--- Excerpted records ---

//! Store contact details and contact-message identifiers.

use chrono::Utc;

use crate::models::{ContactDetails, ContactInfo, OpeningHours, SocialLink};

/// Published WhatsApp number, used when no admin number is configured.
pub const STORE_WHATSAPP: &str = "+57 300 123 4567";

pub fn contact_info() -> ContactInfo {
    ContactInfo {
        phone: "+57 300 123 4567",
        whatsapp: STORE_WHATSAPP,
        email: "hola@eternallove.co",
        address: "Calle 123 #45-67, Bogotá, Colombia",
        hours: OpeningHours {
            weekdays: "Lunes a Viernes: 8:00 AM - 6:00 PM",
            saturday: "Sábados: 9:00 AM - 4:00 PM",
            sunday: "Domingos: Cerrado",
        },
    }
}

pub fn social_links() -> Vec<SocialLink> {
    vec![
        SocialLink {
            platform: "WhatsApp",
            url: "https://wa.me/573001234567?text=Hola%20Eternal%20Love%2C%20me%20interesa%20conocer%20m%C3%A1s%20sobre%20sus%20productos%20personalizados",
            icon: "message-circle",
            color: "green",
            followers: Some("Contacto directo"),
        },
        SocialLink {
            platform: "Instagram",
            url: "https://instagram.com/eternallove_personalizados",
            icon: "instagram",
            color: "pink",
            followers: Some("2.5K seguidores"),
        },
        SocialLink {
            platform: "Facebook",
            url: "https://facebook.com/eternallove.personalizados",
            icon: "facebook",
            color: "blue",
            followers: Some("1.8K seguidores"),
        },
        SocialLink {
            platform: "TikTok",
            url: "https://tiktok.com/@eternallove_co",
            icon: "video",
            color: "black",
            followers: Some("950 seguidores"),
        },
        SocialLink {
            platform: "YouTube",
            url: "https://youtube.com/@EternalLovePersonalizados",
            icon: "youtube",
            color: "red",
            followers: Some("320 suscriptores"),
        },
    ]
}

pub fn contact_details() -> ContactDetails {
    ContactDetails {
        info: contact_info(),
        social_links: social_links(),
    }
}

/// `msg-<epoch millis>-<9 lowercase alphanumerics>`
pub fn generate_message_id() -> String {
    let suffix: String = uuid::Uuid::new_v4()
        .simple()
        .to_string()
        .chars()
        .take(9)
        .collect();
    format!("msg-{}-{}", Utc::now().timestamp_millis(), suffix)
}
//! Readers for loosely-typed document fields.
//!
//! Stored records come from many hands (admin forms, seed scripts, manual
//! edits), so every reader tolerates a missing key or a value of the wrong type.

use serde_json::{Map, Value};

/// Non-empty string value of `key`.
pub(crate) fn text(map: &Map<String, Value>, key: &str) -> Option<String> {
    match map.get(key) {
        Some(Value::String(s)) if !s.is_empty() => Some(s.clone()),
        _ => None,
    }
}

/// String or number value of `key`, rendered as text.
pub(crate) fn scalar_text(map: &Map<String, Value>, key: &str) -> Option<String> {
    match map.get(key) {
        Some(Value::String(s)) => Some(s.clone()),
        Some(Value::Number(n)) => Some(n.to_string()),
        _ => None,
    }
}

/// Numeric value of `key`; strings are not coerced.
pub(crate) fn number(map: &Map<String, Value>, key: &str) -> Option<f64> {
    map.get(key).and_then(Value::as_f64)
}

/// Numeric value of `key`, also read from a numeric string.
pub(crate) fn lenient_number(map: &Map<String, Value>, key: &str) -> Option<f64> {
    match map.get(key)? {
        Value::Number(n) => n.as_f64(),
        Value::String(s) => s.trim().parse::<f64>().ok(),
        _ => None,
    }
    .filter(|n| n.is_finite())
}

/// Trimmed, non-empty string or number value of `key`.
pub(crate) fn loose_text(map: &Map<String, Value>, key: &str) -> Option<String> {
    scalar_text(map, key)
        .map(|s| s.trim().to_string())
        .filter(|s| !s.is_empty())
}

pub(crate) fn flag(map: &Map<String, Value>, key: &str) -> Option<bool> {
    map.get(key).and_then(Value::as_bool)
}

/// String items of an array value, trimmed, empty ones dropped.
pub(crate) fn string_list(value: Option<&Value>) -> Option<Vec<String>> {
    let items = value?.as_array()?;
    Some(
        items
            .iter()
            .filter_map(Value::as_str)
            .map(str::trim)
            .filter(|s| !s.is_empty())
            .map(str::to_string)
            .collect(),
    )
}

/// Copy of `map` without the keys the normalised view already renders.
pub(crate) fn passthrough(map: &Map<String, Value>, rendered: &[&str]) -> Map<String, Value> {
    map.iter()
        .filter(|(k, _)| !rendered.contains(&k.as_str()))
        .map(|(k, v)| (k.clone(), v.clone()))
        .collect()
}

---
--- Excerpted records ---

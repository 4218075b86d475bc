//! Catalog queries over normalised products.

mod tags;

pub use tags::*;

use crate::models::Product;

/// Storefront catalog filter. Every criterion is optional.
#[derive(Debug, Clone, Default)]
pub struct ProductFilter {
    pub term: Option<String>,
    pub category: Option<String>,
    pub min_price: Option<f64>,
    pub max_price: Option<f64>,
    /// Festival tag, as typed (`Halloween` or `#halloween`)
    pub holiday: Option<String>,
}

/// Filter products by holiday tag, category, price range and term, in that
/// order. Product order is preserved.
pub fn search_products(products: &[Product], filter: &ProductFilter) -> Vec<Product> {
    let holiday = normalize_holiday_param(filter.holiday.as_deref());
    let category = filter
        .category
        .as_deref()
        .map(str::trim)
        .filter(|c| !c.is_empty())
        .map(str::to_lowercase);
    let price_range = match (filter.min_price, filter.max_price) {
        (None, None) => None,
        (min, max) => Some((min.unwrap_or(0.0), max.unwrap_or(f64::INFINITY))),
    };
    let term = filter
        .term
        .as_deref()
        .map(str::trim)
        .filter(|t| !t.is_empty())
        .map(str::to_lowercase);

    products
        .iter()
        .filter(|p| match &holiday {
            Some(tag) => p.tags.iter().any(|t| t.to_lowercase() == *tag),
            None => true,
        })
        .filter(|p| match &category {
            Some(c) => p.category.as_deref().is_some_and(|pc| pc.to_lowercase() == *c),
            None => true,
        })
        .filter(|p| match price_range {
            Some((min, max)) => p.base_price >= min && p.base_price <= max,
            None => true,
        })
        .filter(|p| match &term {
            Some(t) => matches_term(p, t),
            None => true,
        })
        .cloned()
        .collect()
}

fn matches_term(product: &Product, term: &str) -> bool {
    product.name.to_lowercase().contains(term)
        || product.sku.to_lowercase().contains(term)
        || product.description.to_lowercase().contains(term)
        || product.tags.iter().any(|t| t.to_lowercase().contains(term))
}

---
--- Excerpted records ---

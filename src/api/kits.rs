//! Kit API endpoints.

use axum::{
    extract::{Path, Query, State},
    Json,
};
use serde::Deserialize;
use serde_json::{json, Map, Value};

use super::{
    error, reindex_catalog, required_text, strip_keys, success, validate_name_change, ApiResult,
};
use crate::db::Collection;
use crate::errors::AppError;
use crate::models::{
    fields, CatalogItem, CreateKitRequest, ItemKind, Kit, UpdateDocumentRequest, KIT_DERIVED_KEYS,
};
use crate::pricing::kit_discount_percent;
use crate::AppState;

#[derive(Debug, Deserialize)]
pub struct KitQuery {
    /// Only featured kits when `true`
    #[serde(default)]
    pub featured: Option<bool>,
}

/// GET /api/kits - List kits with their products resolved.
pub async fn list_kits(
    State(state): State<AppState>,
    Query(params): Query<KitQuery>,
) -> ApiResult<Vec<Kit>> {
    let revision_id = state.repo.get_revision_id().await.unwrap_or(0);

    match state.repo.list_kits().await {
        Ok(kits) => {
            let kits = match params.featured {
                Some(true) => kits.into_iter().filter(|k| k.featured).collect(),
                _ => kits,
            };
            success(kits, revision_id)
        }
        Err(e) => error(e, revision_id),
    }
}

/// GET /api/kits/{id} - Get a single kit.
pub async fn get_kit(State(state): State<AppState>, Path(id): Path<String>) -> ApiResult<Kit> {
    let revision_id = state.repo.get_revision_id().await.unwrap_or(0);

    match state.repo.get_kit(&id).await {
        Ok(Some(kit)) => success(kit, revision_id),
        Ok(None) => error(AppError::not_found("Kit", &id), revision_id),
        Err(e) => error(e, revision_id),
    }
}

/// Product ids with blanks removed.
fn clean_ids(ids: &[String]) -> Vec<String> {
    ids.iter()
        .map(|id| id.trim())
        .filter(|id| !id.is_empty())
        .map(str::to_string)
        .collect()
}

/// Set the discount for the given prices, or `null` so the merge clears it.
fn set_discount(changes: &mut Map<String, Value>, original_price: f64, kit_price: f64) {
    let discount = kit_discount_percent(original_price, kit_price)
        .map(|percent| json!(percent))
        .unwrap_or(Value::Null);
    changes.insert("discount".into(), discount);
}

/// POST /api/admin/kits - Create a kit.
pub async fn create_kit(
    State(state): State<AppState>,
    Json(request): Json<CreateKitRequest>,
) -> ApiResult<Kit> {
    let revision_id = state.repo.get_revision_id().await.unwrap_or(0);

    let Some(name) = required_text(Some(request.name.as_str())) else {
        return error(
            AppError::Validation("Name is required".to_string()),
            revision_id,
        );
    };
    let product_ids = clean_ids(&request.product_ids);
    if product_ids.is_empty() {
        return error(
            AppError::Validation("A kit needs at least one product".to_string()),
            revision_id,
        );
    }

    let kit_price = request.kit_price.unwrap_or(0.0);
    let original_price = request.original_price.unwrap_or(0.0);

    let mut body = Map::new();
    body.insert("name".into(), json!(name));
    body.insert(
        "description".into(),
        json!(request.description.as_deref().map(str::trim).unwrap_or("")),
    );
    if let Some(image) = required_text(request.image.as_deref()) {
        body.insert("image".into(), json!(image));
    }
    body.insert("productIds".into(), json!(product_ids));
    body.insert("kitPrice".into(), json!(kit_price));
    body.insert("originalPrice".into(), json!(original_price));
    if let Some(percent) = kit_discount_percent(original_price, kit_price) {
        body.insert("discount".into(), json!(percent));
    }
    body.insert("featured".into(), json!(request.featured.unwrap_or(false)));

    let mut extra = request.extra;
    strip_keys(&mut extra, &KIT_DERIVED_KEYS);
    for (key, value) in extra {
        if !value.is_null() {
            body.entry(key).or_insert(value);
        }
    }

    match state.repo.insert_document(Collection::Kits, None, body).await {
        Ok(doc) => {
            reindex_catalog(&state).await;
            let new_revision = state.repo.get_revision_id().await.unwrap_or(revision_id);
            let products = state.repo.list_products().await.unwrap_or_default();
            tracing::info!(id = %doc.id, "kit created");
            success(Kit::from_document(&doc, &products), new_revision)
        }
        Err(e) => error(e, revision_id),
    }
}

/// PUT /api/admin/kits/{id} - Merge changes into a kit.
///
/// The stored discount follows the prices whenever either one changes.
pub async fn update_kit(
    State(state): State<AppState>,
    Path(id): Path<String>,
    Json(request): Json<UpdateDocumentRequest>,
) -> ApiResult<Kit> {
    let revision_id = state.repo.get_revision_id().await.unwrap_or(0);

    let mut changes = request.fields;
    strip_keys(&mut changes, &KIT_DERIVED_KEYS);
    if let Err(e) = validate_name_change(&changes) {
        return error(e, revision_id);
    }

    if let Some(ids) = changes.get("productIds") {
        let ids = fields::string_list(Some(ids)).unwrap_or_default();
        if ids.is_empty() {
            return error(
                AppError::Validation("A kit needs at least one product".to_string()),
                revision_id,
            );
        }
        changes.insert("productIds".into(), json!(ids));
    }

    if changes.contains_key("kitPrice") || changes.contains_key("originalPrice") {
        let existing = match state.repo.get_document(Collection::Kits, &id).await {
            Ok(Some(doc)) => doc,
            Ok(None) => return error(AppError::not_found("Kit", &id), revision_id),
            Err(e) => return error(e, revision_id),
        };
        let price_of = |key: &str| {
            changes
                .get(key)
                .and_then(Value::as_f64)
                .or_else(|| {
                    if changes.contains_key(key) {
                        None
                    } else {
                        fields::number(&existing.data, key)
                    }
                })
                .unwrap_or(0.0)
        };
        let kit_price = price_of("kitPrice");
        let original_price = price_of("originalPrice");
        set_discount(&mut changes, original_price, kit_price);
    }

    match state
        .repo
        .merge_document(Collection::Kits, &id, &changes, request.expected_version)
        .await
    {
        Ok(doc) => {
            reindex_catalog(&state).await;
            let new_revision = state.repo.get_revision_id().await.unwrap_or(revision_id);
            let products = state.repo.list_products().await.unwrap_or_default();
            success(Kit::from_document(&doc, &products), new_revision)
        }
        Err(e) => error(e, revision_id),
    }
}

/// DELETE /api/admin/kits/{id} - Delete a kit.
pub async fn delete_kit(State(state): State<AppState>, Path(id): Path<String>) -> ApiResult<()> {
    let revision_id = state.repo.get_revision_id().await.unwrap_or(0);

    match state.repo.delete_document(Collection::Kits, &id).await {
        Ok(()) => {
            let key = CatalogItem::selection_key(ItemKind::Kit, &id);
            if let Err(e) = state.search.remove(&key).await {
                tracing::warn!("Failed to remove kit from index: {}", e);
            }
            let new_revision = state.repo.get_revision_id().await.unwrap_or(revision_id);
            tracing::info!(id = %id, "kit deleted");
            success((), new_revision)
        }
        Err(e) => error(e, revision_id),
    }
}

---

All lines above with "CatalogItem" in them should be returned.

▸ Response to the exercise
    fields, CatalogItem, CreateKitRequest, ItemKind, Kit, UpdateDocumentRequest, KIT_DERIVED_KEYS,
            let key = CatalogItem::selection_key(ItemKind::Kit, &id);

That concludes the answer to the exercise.